POPULAR SONG ON LIPS,
WANDERER GOES TO DEATH

Chicago, Sept 30.—Singing a popular song, Carl Wanderer, convicted on the murder of his wife, her unborn babe and a “ragged stranger” whom he hired to stage a fake holdup, was hanged at the Cook County jail at 7:19 o’clock this morning. Wanderer walked to the gallows with firm step and as he took his place on the scaffold, repeated a short prayer after a minister.

Asked if he had anything to say, he replied in the affirmative, and as a shroud was adjusted on his head started the song: “Old Pal, Why Don’t You Answer Me?” He was singing when the trap dropped.

 

Off the Mark:

Nothing new to report. Check back in two weeks for the latest in construction defect cases and news.

Until then,

Brian
Brian F. Mark

[email protected]

 

African Americans Strike so They are Arrested on Vagrancy:

The New York Age
New York, New York
01 Oct 1921

WANTED MORE WAGES; CONVICTED AS VAGRANTS

          Greenwood, Miss.—Because they refused to accept the wages offered them by the owners of the steamboat Choctaw, two members of the crew are now languishing in jail, having been convicted by the police on the charge of vagrancy.

Several days ago the cream, all Negroes, went on strike for a raise in salary…They asked for $3 a day. The steamboat officials offered them $2 and board.

Unable to reach an agreement the strikers left the boat, leaving word they could be found in a pool room if their terms were later complied with.

After a conference between Chief of Police Bonner and the boat officials it was decided to teach the “fresh darkies” a lesson for presuming too much. So a number of Mississippi “cops” swooped down on the pool room and arrested every member of the striking crew found in the place.

After remaining in jail three or four hours all agreed to return to work for the wages offered by the company except two. So for having the temerity to ask for a square deal they were fined $50 each and sentenced to thirty days in jail.     

 

Boron’s Benchmarks:

It has been said, “When it rains, it pours”.  And in downstate New York, it did rain (Henri).  And then it did pour (Ida).  And now, the first-party property damage claims needing coverage evaluations and disclaimers are pouring into our office.  Pun intended, of course.  “Ida” know about you, but I see myself spending many hours in the coming weeks analyzing whether policy exclusions for flood, surface water, and sewer, drain and sump overflows and backups apply to impact coverage of water damage claims.   

For this edition of Boron’s Benchmarks, the Coverage Pointers beat monitoring and reporting on insurance coverage decisions of the high courts of the 49 states not named New York, I offer for your consideration a Supreme Court of Illinois opinion issued September 23, 2021, affirming the ruling of an Illinois appellate court that the cost of labor may not be depreciated by State Farm in arriving at an actual cash value for a property loss.  This is an issue that has been a matter of considerable debate not to mention litigation around the country in recent years.  If you handle first-party property damage claims, this case is definitely worth checking out over in the Coverage Pointers section of our communication.

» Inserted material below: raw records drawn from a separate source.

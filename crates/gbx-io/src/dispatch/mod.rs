// Tool Dispatch Pipeline
//
// The entry point hosts call: look the tool up, resolve the payload into
// the input kind the tool registered for, expand zip containers into
// per-entry invocations, and collect outputs in order.
//
// Failure handling is deliberately lopsided. Single-payload runs are
// strict, the first error aborts the run. Entries of a parsed archive are
// lenient, a bad entry is logged and skipped so one broken file cannot
// sink a whole batch.

mod archive;
mod error;

pub use error::DispatchError;

use std::sync::Arc;

use tracing::{debug, error, warn};

use crate::codec::{GbxCodec, ParseOutcome};
use crate::data::{likely_gbx, BinPayload, GbxBytes, ToolOutput};
use crate::progress::ToolContext;
use crate::registry::{InputKind, RegisteredTool, ToolRegistry};
use crate::tools::ToolInput;

/// Dispatches payloads to registered tools.
pub struct ToolDispatcher {
	registry: Arc<ToolRegistry>,
	codec: Arc<dyn GbxCodec>,
}

impl ToolDispatcher {
	pub fn new(registry: Arc<ToolRegistry>, codec: Arc<dyn GbxCodec>) -> Self {
		Self { registry, codec }
	}

	pub fn registry(&self) -> &ToolRegistry {
		&self.registry
	}

	/// Run one payload through the tool registered under `tool_id`.
	///
	/// An unknown id is not an error: it logs a warning and yields no
	/// outputs. Cancellation is checked here and before every archive
	/// entry, and surfaces as [`DispatchError::Cancelled`].
	pub async fn process(
		&self,
		tool_id: &str,
		payload: BinPayload,
		cx: &ToolContext,
	) -> Result<Vec<ToolOutput>, DispatchError> {
		if cx.is_cancelled() {
			return Err(DispatchError::Cancelled);
		}

		let Some(entry) = self.registry.get(tool_id) else {
			warn!(target: "gbx_io", tool = %tool_id, "tool not found");
			return Ok(Vec::new());
		};

		debug!(target: "gbx_io", tool = %tool_id, input = ?entry.descriptor().input, "dispatching payload");

		match entry.descriptor().input {
			InputKind::Binary => Ok(entry.tool().process(ToolInput::Binary(payload), cx).await?),
			InputKind::Text => {
				Ok(entry.tool().process(ToolInput::Text(payload.into_text()), cx).await?)
			},
			InputKind::GbxBytes => self.process_gbx(entry, payload, cx).await,
			InputKind::Parsed { header_only } => {
				self.process_parsed(entry, payload, header_only, cx).await
			},
		}
	}

	/// Gbx-bytes resolution: hand the payload over if it carries the magic,
	/// otherwise expand it as a zip of Gbx files. Tool errors are strict on
	/// both paths.
	async fn process_gbx(
		&self,
		entry: &RegisteredTool,
		payload: BinPayload,
		cx: &ToolContext,
	) -> Result<Vec<ToolOutput>, DispatchError> {
		if likely_gbx(&payload.data) {
			let gbx = GbxBytes { name: payload.name, data: payload.data };
			let outputs = entry.tool().process(ToolInput::Gbx(gbx), cx).await?;
			return Ok(outputs);
		}

		let Some(mut archive) = archive::open(&payload.data) else {
			warn!(target: "gbx_io", "payload is neither gbx data nor a zip archive");
			return Ok(Vec::new());
		};

		let mut outputs = Vec::new();
		for index in 0..archive.len() {
			if cx.is_cancelled() {
				return Err(DispatchError::Cancelled);
			}
			let Some(item) = archive::read_entry(&mut archive, index) else {
				continue;
			};
			let Some(gbx) = GbxBytes::checked(Some(item.path.clone()), item.data) else {
				warn!(target: "gbx_io", entry = %item.path, "archive entry is not gbx data");
				continue;
			};
			outputs.extend(entry.tool().process(ToolInput::Gbx(gbx), cx).await?);
		}

		Ok(outputs)
	}

	/// Parsed resolution: parse the whole payload, or expand it as a zip
	/// and parse entry by entry. A parse failure on the whole payload is
	/// strict, per-entry failures are logged and skipped.
	async fn process_parsed(
		&self,
		entry: &RegisteredTool,
		payload: BinPayload,
		header_only: bool,
		cx: &ToolContext,
	) -> Result<Vec<ToolOutput>, DispatchError> {
		if let ParseOutcome::Recognized(mut gbx) =
			self.codec.try_parse(&payload.data, header_only).await?
		{
			gbx.path = payload.name;
			let outputs = entry.tool().process(ToolInput::Parsed(gbx), cx).await?;
			return Ok(outputs);
		}

		let Some(mut archive) = archive::open(&payload.data) else {
			warn!(target: "gbx_io", "payload is neither gbx data nor a zip archive");
			return Ok(Vec::new());
		};

		let mut outputs = Vec::new();
		for index in 0..archive.len() {
			if cx.is_cancelled() {
				return Err(DispatchError::Cancelled);
			}
			let Some(item) = archive::read_entry(&mut archive, index) else {
				continue;
			};
			cx.report(item.path.clone()).await;

			match self.codec.try_parse(&item.data, header_only).await {
				Ok(ParseOutcome::Recognized(mut gbx)) => {
					gbx.path = Some(item.path.clone());
					match entry.tool().process(ToolInput::Parsed(gbx), cx).await {
						Ok(more) => outputs.extend(more),
						Err(err) => {
							error!(target: "gbx_io", entry = %item.path, error = %err, "failed to process archive entry");
						},
					}
				},
				// Non-Gbx entries are normal in mixed archives.
				Ok(ParseOutcome::NotRecognized) => {},
				Err(err) => {
					error!(target: "gbx_io", entry = %item.path, error = %err, "failed to parse archive entry");
				},
			}
		}

		Ok(outputs)
	}
}

#[cfg(test)]
mod tests {
	use super::*;
	use std::sync::atomic::{AtomicUsize, Ordering};
	use std::sync::Mutex;

	use crate::codec::MockCodec;
	use crate::data::TextPayload;
	use crate::registry::{OutputKind, ToolDescriptor};
	use crate::tools::ToolError;

	/// Records the kind of every input it sees and echoes nothing back.
	struct RecordingTool {
		kinds: Mutex<Vec<&'static str>>,
		calls: AtomicUsize,
	}

	impl RecordingTool {
		fn new() -> Self {
			Self { kinds: Mutex::new(Vec::new()), calls: AtomicUsize::new(0) }
		}
	}

	#[async_trait::async_trait]
	impl crate::tools::IoTool for RecordingTool {
		async fn process(
			&self,
			input: ToolInput,
			_cx: &ToolContext,
		) -> Result<Vec<ToolOutput>, ToolError> {
			self.calls.fetch_add(1, Ordering::SeqCst);
			self.kinds.lock().unwrap().push(input.kind());
			Ok(vec![])
		}
	}

	fn dispatcher_with(
		input: InputKind,
		tool: Arc<dyn crate::tools::IoTool>,
	) -> ToolDispatcher {
		let mut registry = ToolRegistry::new();
		registry.register(ToolDescriptor::new("probe", "Probe", input, OutputKind::Binary), tool);
		ToolDispatcher::new(Arc::new(registry), Arc::new(MockCodec::new()))
	}

	#[tokio::test]
	async fn test_unknown_tool_yields_no_outputs() {
		let dispatcher = dispatcher_with(InputKind::Binary, Arc::new(RecordingTool::new()));
		let cx = ToolContext::detached();

		let outputs = dispatcher
			.process("no-such-tool", BinPayload::unnamed(&b"data"[..]), &cx)
			.await
			.unwrap();

		assert!(outputs.is_empty());
	}

	#[tokio::test]
	async fn test_binary_payload_passes_through_untouched() {
		let tool = Arc::new(RecordingTool::new());
		let dispatcher = dispatcher_with(InputKind::Binary, tool.clone());
		let cx = ToolContext::detached();

		dispatcher.process("probe", BinPayload::unnamed(&b"\x00\x01"[..]), &cx).await.unwrap();

		assert_eq!(tool.calls.load(Ordering::SeqCst), 1);
		assert_eq!(*tool.kinds.lock().unwrap(), vec!["binary data"]);
	}

	#[tokio::test]
	async fn test_text_payload_is_decoded_before_the_tool() {
		struct TextCheck;

		#[async_trait::async_trait]
		impl crate::tools::IoTool for TextCheck {
			async fn process(
				&self,
				input: ToolInput,
				_cx: &ToolContext,
			) -> Result<Vec<ToolOutput>, ToolError> {
				let text = input.into_text("probe")?;
				assert_eq!(text.text, "hello");
				Ok(vec![TextPayload::new(None, text.text, "txt").into()])
			}
		}

		let dispatcher = dispatcher_with(InputKind::Text, Arc::new(TextCheck));
		let cx = ToolContext::detached();

		let outputs = dispatcher
			.process("probe", BinPayload::unnamed(&b"hello"[..]), &cx)
			.await
			.unwrap();

		assert_eq!(outputs.len(), 1);
	}

	#[tokio::test]
	async fn test_gbx_payload_reaches_a_gbx_tool() {
		let tool = Arc::new(RecordingTool::new());
		let dispatcher = dispatcher_with(InputKind::GbxBytes, tool.clone());
		let cx = ToolContext::detached();

		dispatcher
			.process("probe", BinPayload::new("a.Gbx", &b"GBX\x06data"[..]), &cx)
			.await
			.unwrap();

		assert_eq!(*tool.kinds.lock().unwrap(), vec!["gbx data"]);
	}

	#[tokio::test]
	async fn test_non_gbx_non_zip_payload_is_dropped() {
		let tool = Arc::new(RecordingTool::new());
		let dispatcher = dispatcher_with(InputKind::GbxBytes, tool.clone());
		let cx = ToolContext::detached();

		let outputs = dispatcher
			.process("probe", BinPayload::unnamed(&b"plain text"[..]), &cx)
			.await
			.unwrap();

		assert!(outputs.is_empty());
		assert_eq!(tool.calls.load(Ordering::SeqCst), 0);
	}

	#[tokio::test]
	async fn test_parsed_payload_carries_the_file_name() {
		struct PathCheck;

		#[async_trait::async_trait]
		impl crate::tools::IoTool for PathCheck {
			async fn process(
				&self,
				input: ToolInput,
				_cx: &ToolContext,
			) -> Result<Vec<ToolOutput>, ToolError> {
				let gbx = input.into_parsed("probe")?;
				assert_eq!(gbx.path.as_deref(), Some("Track.Map.Gbx"));
				assert_eq!(gbx.kind(), "map");
				Ok(vec![])
			}
		}

		let dispatcher =
			dispatcher_with(InputKind::Parsed { header_only: false }, Arc::new(PathCheck));
		let cx = ToolContext::detached();

		dispatcher
			.process("probe", BinPayload::new("Track.Map.Gbx", &b"GBXMthumb"[..]), &cx)
			.await
			.unwrap();
	}

	#[tokio::test]
	async fn test_corrupt_single_payload_is_strict() {
		let dispatcher =
			dispatcher_with(InputKind::Parsed { header_only: false }, Arc::new(RecordingTool::new()));
		let cx = ToolContext::detached();

		// 'X' makes the mock codec report corruption.
		let err = dispatcher
			.process("probe", BinPayload::new("bad.Gbx", &b"GBXXoops"[..]), &cx)
			.await
			.unwrap_err();

		assert!(matches!(err, DispatchError::Codec(_)));
	}

	#[tokio::test]
	async fn test_cancelled_before_start() {
		let tool = Arc::new(RecordingTool::new());
		let dispatcher = dispatcher_with(InputKind::Binary, tool.clone());
		let cx = ToolContext::detached();
		cx.cancel_token().cancel();

		let err = dispatcher
			.process("probe", BinPayload::unnamed(&b"data"[..]), &cx)
			.await
			.unwrap_err();

		assert!(err.is_cancelled());
		assert_eq!(tool.calls.load(Ordering::SeqCst), 0);
	}

	#[tokio::test]
	async fn test_header_only_flag_reaches_the_codec() {
		let codec = Arc::new(MockCodec::new());
		let mut registry = ToolRegistry::new();
		registry.register(
			ToolDescriptor::new(
				"probe",
				"Probe",
				InputKind::Parsed { header_only: true },
				OutputKind::Binary,
			),
			Arc::new(RecordingTool::new()),
		);
		let dispatcher = ToolDispatcher::new(Arc::new(registry), codec.clone());
		let cx = ToolContext::detached();

		dispatcher
			.process("probe", BinPayload::new("a.Gbx", &b"GBXMthumb"[..]), &cx)
			.await
			.unwrap();

		assert_eq!(codec.header_only_calls(), vec![true]);
	}
}
// Payload Types
//
// The byte and text carriers that flow through the dispatch pipeline:
// - BinPayload: arbitrary bytes as submitted by the host
// - TextPayload: decoded text with a display format tag
// - GbxBytes: bytes that passed the Gbx magic probe
// - ToolOutput: what a tool hands back to the pipeline

use bytes::Bytes;
use serde::Serialize;

/// Magic signature at the start of every Gbx file.
pub const GBX_MAGIC: [u8; 3] = *b"GBX";

/// Smallest buffer we are willing to treat as Gbx data. The magic plus at
/// least one version byte.
const GBX_MIN_LEN: usize = 4;

/// Returns true if `data` plausibly holds Gbx content.
///
/// This is a cheap signature probe, not a parse. Buffers shorter than
/// [`GBX_MIN_LEN`] are never considered Gbx, whatever their bytes say.
pub fn likely_gbx(data: &[u8]) -> bool {
	data.len() >= GBX_MIN_LEN && data[..GBX_MAGIC.len()] == GBX_MAGIC
}

/// Raw binary payload, optionally carrying the file name it arrived under.
#[derive(Debug, Clone, PartialEq, Eq, Serialize)]
pub struct BinPayload {
	/// Original file name, if the host knows one.
	pub name: Option<String>,
	/// The payload bytes.
	pub data: Bytes,
}

impl BinPayload {
	/// Payload with a known file name.
	pub fn new(name: impl Into<String>, data: impl Into<Bytes>) -> Self {
		Self { name: Some(name.into()), data: data.into() }
	}

	/// Payload without any file name attached.
	pub fn unnamed(data: impl Into<Bytes>) -> Self {
		Self { name: None, data: data.into() }
	}

	/// Decode the payload as UTF-8 text, replacing invalid sequences.
	pub fn into_text(self) -> TextPayload {
		let text = String::from_utf8_lossy(&self.data).into_owned();
		TextPayload { name: self.name, text, format: "txt".to_string() }
	}
}

/// Text payload with a short format tag ("txt", "json", ...) hosts can use
/// for syntax highlighting or file extensions.
#[derive(Debug, Clone, PartialEq, Eq, Serialize)]
pub struct TextPayload {
	pub name: Option<String>,
	pub text: String,
	pub format: String,
}

impl TextPayload {
	pub fn new(name: Option<String>, text: impl Into<String>, format: impl Into<String>) -> Self {
		Self { name, text: text.into(), format: format.into() }
	}
}

/// Bytes that passed [`likely_gbx`]. Holding one of these means the buffer
/// starts with the Gbx magic, nothing more.
#[derive(Debug, Clone, PartialEq, Eq, Serialize)]
pub struct GbxBytes {
	pub name: Option<String>,
	pub data: Bytes,
}

impl GbxBytes {
	/// Wrap `data` if it carries the Gbx signature, `None` otherwise.
	pub fn checked(name: Option<String>, data: impl Into<Bytes>) -> Option<Self> {
		let data = data.into();
		likely_gbx(&data).then(|| Self { name, data })
	}
}

/// One output produced by a tool invocation.
#[derive(Debug, Clone, PartialEq, Eq, Serialize)]
#[serde(untagged)]
pub enum ToolOutput {
	Bin(BinPayload),
	Text(TextPayload),
}

impl ToolOutput {
	/// File name attached to the output, if any.
	pub fn name(&self) -> Option<&str> {
		match self {
			ToolOutput::Bin(bin) => bin.name.as_deref(),
			ToolOutput::Text(text) => text.name.as_deref(),
		}
	}
}

impl From<BinPayload> for ToolOutput {
	fn from(bin: BinPayload) -> Self {
		ToolOutput::Bin(bin)
	}
}

impl From<TextPayload> for ToolOutput {
	fn from(text: TextPayload) -> Self {
		ToolOutput::Text(text)
	}
}

impl From<GbxBytes> for ToolOutput {
	fn from(gbx: GbxBytes) -> Self {
		ToolOutput::Bin(BinPayload { name: gbx.name, data: gbx.data })
	}
}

Have a healthy and happy next two weeks, folks.

Eric
Eric T. Boron

 

Proper Teacher Attire in 1921:

The Buffalo Enquirer
Buffalo, New York
01 Oct 1921

TEACHERS’ PAY IN ONE TOWN

LYNDHURST, N.J., has taken a place in the day’s news. The school board has decreed that teachers must wear longer skirts and no silks or satins.

          The order for long skirts is of course based on fear of corrupting influence on the young. The prohibition of silks and satins is due to apprehension that expensive dress for teachers might induce the children of parents in moderate circumstances to insist on corresponding attire for themselves.

If we should sympathize with the teachers for this regulation of the cut and quality of their garments we may congratulate them upon something else. They must be well paid if they must be restrained from attiring themselves too richly for the public good.

 

Ryan’s Capital Roundup:

          Hello Loyal Coverage Pointers Subscribers:

My Grandpa Vic passed away earlier this year on his 94th birthday. Due to the pandemic, we have not yet had an opportunity to hold a memorial service to celebrate his life. And what a life it was to celebrate. I look forward to sharing my fondest memories with family and friends, while listening closely to the stories that others hold near and dear themselves. In honor of this great man—a pillar of his community—I’d like to share a snippet of my prepared remarks for Saturday:

Grandpa Vic was the man that everybody knew. Everybody. And he was always very intentional about that because he wanted it that way. No matter who it was; no matter where he was; everyone was worthy of a conversation. And every conversation with him was extraordinary—because he was an extraordinary man.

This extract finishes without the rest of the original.